- Born: September 23, 1968 (age 56) Calgary, Alberta, Canada
- Occupation: Ice hockey official

= Don Henderson (linesman) =

Canadian ice hockey official

Don Henderson (born September 23, 1968) is a former Canadian National Hockey League linesman, who wears uniform number #91. He began officiating NHL games in 1994 and has worked more than 1,300 games including the Stanley Cup Playoffs. He is the younger brother of Archie Henderson.

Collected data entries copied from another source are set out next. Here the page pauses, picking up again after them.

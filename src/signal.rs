//! Sampled exogenous signal
//!
//! Forced systems read an input signal at arbitrary solver times. The signal
//! is known only at integer sample indices; in between it is interpolated
//! linearly and outside the sampled range it is zero.

use crate::error::{HbnodeError, Result};
use burn::module::Module;
use burn::tensor::backend::Backend;
use burn::tensor::Tensor;

/// `[len, channels]` samples at times `0, 1, ..., len - 1`.
///
/// A constant module, so a field holding the signal can itself derive
/// [`Module`].
#[derive(Module, Debug)]
pub struct SampledSignal<B: Backend> {
    samples: Tensor<B, 2>,
}

impl<B: Backend> SampledSignal<B> {
    pub fn new(samples: Tensor<B, 2>) -> Result<Self> {
        let [len, channels] = samples.dims();
        if len == 0 || channels == 0 {
            return Err(HbnodeError::configuration(format!(
                "sampled signal needs at least one sample and one channel, got [{}, {}]",
                len, channels
            )));
        }
        Ok(Self { samples })
    }

    pub fn len(&self) -> usize {
        self.samples.dims()[0]
    }

    pub fn is_empty(&self) -> bool {
        self.len() == 0
    }

    pub fn channels(&self) -> usize {
        self.samples.dims()[1]
    }

    pub fn samples(&self) -> &Tensor<B, 2> {
        &self.samples
    }

    /// Signal value at time `t`, shape `[channels]`.
    pub fn at(&self, t: f64) -> Tensor<B, 1> {
        let len = self.len();
        let channels = self.channels();
        let last = (len - 1) as f64;
        if !(0.0..=last).contains(&t) {
            return Tensor::zeros([channels], &self.samples.device());
        }

        let index = t.floor() as usize;
        let delta = t - index as f64;
        let lower = self.row(index);
        if delta == 0.0 || index + 1 >= len {
            return lower;
        }
        let upper = self.row(index + 1);
        lower.clone() + (upper - lower).mul_scalar(delta)
    }

    fn row(&self, index: usize) -> Tensor<B, 1> {
        let channels = self.channels();
        self.samples.clone().narrow(0, index, 1).reshape([channels])
    }
}

#[cfg(test)]
mod tests {
    use super::*;
    use burn::backend::NdArray;

    type Backend = NdArray<f32>;

    fn ramp() -> SampledSignal<Backend> {
        let device = Default::default();
        let samples =
            Tensor::<Backend, 2>::from_floats([[0.0, 10.0], [2.0, 20.0], [4.0, 0.0]], &device);
        SampledSignal::new(samples).unwrap()
    }

    #[test]
    fn test_exact_samples() {
        let signal = ramp();
        let value = signal.at(1.0).into_data().to_vec::<f32>().unwrap();
        assert_eq!(value, vec![2.0, 20.0]);
        let value = signal.at(2.0).into_data().to_vec::<f32>().unwrap();
        assert_eq!(value, vec![4.0, 0.0]);
    }

    #[test]
    fn test_linear_interpolation() {
        let signal = ramp();
        let value = signal.at(1.25).into_data().to_vec::<f32>().unwrap();
        assert!((value[0] - 2.5).abs() < 1e-6);
        assert!((value[1] - 15.0).abs() < 1e-5);
    }

    #[test]
    fn test_zero_outside_range() {
        let signal = ramp();
        for t in [-0.5, 2.01, 100.0] {
            let value = signal.at(t).abs().max().into_scalar();
            assert_eq!(value, 0.0);
        }
    }
}
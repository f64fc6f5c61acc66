//! Augmented-state ODE node
//!
//! One module covers the plain, second-order and heavy-ball families. The
//! variant is chosen at construction through [`OdeNodeConfig`] and dispatched
//! inside [`VectorField::evaluate`].

use super::heavy_ball::HeavyBallParams;
use crate::activation::Squash;
use crate::error::{HbnodeError, Result};
use crate::field::VectorField;
use burn::config::Config;
use burn::module::{Ignored, Module};
use burn::tensor::backend::Backend;
use burn::tensor::Tensor;
use serde::{Deserialize, Serialize};

/// How the augmented state is interpreted.
#[derive(Debug, Clone, Copy, PartialEq, Eq, Default, Serialize, Deserialize)]
pub enum NodeKind {
    /// `dx = df(t, x)`
    #[default]
    Plain,
    /// `x = [position, velocity]`, `dx = [velocity, df(t, x)]`
    SecondOrder,
    /// `x = [h, m]`, `dh = actv(-m)`, `dm = sign * df(t, h) - gamma * m + corr * h`
    HeavyBall,
}

impl NodeKind {
    pub fn name(&self) -> &'static str {
        match self {
            NodeKind::Plain => "node",
            NodeKind::SecondOrder => "sonode",
            NodeKind::HeavyBall => "hbnode",
        }
    }
}

/// Configuration for [`OdeNode`].
#[derive(Config, Debug)]
pub struct OdeNodeConfig {
    /// Node variant
    #[config(default = "NodeKind::Plain")]
    pub kind: NodeKind,
    /// Activation on the velocity channel `-m` (non-identity gives GHBNODE)
    #[config(default = "Squash::Identity")]
    pub velocity_activation: Squash,
    /// Squash applied to the raw damping coefficient
    #[config(default = "Squash::Sigmoid")]
    pub gamma_activation: Squash,
    /// Squash applied to the raw shortcut coefficient
    #[config(default = "Squash::Softplus")]
    pub correction_activation: Squash,
    /// Sign of the force term, `1.0` or `-1.0`
    #[config(default = 1.0)]
    pub sign: f64,
    /// Initial raw damping
    #[config(default = "-3.0")]
    pub gamma_guess: f64,
    #[config(default = false)]
    pub gamma_frozen: bool,
    /// Initial raw shortcut coefficient
    #[config(default = "-100.0")]
    pub correction: f64,
    #[config(default = true)]
    pub correction_frozen: bool,
}

impl OdeNodeConfig {
    /// Plain NODE: the state is integrated as-is.
    pub fn plain() -> Self {
        Self::new()
    }

    /// SONODE: `[position, velocity]` slots.
    pub fn second_order() -> Self {
        Self::new().with_kind(NodeKind::SecondOrder)
    }

    /// HBNODE with the default sigmoid damping and softplus shortcut.
    pub fn heavy_ball() -> Self {
        Self::new().with_kind(NodeKind::HeavyBall)
    }

    /// Builds the node around the rate function `df`.
    ///
    /// For [`NodeKind::HeavyBall`] `df` acts on the `h` slot only; for
    /// [`NodeKind::SecondOrder`] it sees the full state and must return a
    /// single slot.
    pub fn init<B: Backend, F: Module<B>>(&self, df: F, device: &B::Device) -> Result<OdeNode<B, F>> {
        if self.sign != 1.0 && self.sign != -1.0 {
            return Err(HbnodeError::configuration(format!(
                "sign must be 1 or -1, got {}",
                self.sign
            )));
        }
        if !self.gamma_guess.is_finite() || !self.correction.is_finite() {
            return Err(HbnodeError::configuration(
                "heavy-ball coefficients must be finite",
            ));
        }

        let heavy_ball = match self.kind {
            NodeKind::HeavyBall => Some(HeavyBallParams::new(
                self.gamma_guess,
                self.gamma_activation,
                self.gamma_frozen,
                self.correction,
                self.correction_activation,
                self.correction_frozen,
                device,
            )),
            _ => None,
        };

        Ok(OdeNode {
            df,
            heavy_ball,
            elem_t: None,
            kind: Ignored(self.kind),
            velocity_activation: Ignored(self.velocity_activation),
            sign: self.sign,
            nfe: 0,
        })
    }
}

/// ODE node with an evaluation counter and an optional per-sample time scale.
///
/// # Type Parameters
/// * `B` - The backend type
/// * `F` - Learned rate function, a module that is also a [`VectorField`]
#[derive(Module, Debug)]
pub struct OdeNode<B: Backend, F: Module<B>> {
    df: F,
    heavy_ball: Option<HeavyBallParams<B>>,
    /// Per-sample time scale, multiplied onto every derivative when set
    elem_t: Option<Tensor<B, 1>>,
    kind: Ignored<NodeKind>,
    velocity_activation: Ignored<Squash>,
    #[module(skip)]
    sign: f64,
    /// Number of function evaluations since the last [`OdeNode::reset_nfe`]
    #[module(skip)]
    nfe: usize,
}

impl<B: Backend, F: Module<B>> OdeNode<B, F> {
    pub fn kind(&self) -> NodeKind {
        *self.kind
    }

    pub fn inner(&self) -> &F {
        &self.df
    }

    pub fn inner_mut(&mut self) -> &mut F {
        &mut self.df
    }

    pub fn nfe(&self) -> usize {
        self.nfe
    }

    pub fn reset_nfe(&mut self) {
        self.nfe = 0;
    }

    /// Sets the per-sample time scale, length `batch` or 1.
    pub fn update(&mut self, elem_t: Tensor<B, 1>) {
        self.elem_t = Some(elem_t);
    }

    pub fn clear_time_scale(&mut self) {
        self.elem_t = None;
    }

    pub fn time_scale(&self) -> Option<&Tensor<B, 1>> {
        self.elem_t.as_ref()
    }

    /// Heavy-ball coefficients, `None` for the other variants.
    pub fn heavy_ball_params(&self) -> Option<&HeavyBallParams<B>> {
        self.heavy_ball.as_ref()
    }

    /// Effective damping `squash_gamma(gamma)`, heavy-ball only.
    pub fn damping(&self) -> Option<Tensor<B, 1>> {
        self.heavy_ball.as_ref().map(|p| p.damping())
    }

    /// Effective shortcut `squash_nonneg(correction)`, heavy-ball only.
    pub fn correction_coefficient(&self) -> Option<Tensor<B, 1>> {
        self.heavy_ball.as_ref().map(|p| p.shortcut())
    }

    fn second_order<const D: usize>(&mut self, t: f64, state: Tensor<B, D>) -> Result<Tensor<B, D>>
    where
        F: VectorField<B, D>,
    {
        let dims = state.dims();
        if D < 2 || dims[1] < 2 {
            return Err(HbnodeError::shape_mismatch(
                "second-order state slots",
                vec![2],
                dims.get(1).map(|&s| vec![s]).unwrap_or_default(),
            ));
        }

        let velocity = state.clone().narrow(1, 1, dims[1] - 1);
        let acceleration = self.df.evaluate(t, state)?;
        let mut expected = dims;
        expected[1] = 1;
        if acceleration.dims() != expected {
            return Err(HbnodeError::shape_mismatch(
                "second-order acceleration",
                expected.to_vec(),
                acceleration.dims().to_vec(),
            ));
        }
        Ok(Tensor::cat(vec![velocity, acceleration], 1))
    }

    fn heavy_ball<const D: usize>(&mut self, t: f64, state: Tensor<B, D>) -> Result<Tensor<B, D>>
    where
        F: VectorField<B, D>,
    {
        let dims = state.dims();
        if D < 2 || dims[1] != 2 {
            return Err(HbnodeError::shape_mismatch(
                "heavy-ball state slots",
                vec![2],
                dims.get(1).map(|&s| vec![s]).unwrap_or_default(),
            ));
        }

        let h = state.clone().narrow(1, 0, 1);
        let m = state.narrow(1, 1, 1);
        let force = self.df.evaluate(t, h.clone())?;
        if force.dims() != h.dims() {
            return Err(HbnodeError::shape_mismatch(
                "heavy-ball force",
                h.dims().to_vec(),
                force.dims().to_vec(),
            ));
        }

        let params = self
            .heavy_ball
            .as_ref()
            .ok_or_else(|| HbnodeError::configuration("heavy-ball node without coefficients"))?;
        let dh = self.velocity_activation.apply(m.clone().neg());
        let dm = params.momentum_rate(force.mul_scalar(self.sign), h, m);
        Ok(Tensor::cat(vec![dh, dm], 1))
    }

    fn scale_by_time<const D: usize>(&self, derivative: Tensor<B, D>) -> Result<Tensor<B, D>> {
        let Some(elem_t) = &self.elem_t else {
            return Ok(derivative);
        };
        let [n] = elem_t.dims();
        let batch = derivative.dims()[0];
        if n != batch && n != 1 {
            return Err(HbnodeError::shape_mismatch(
                "time scale",
                vec![batch],
                vec![n],
            ));
        }
        let mut shape = [1usize; D];
        shape[0] = n;
        Ok(derivative.mul(elem_t.clone().reshape(shape)))
    }
}

impl<B, F, const D: usize> VectorField<B, D> for OdeNode<B, F>
where
    B: Backend,
    F: Module<B> + VectorField<B, D>,
{
    fn evaluate(&mut self, t: f64, state: Tensor<B, D>) -> Result<Tensor<B, D>> {
        self.nfe += 1;
        let derivative = match *self.kind {
            NodeKind::Plain => self.df.evaluate(t, state)?,
            NodeKind::SecondOrder => self.second_order(t, state)?,
            NodeKind::HeavyBall => self.heavy_ball(t, state)?,
        };
        self.scale_by_time(derivative)
    }
}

Henderson has not officiated since sustaining a concussion after a check from Calgary Flames player Dennis Wideman in a game on January 27, 2016. Despite the injury, Henderson was able to finish the game, but developed concussion symptoms and back and neck pain in the following days. Wideman was initially suspended for 20 games by the league for deliberate physical abuse of an official, but an independent arbitrator concluded the check to be unintentional and reduced the suspension to 10 games.

On April 20, 2017, the CBC reported that Henderson was suing both Wideman and the Calgary Flames for as a result of the alleged injuries sustained from the hit. A judge dismissed the lawsuit, referring the case to an NHL arbitrator, and ordered Henderson to pay partial legal costs of $8,000 to the Flames and $3,000 to Wideman.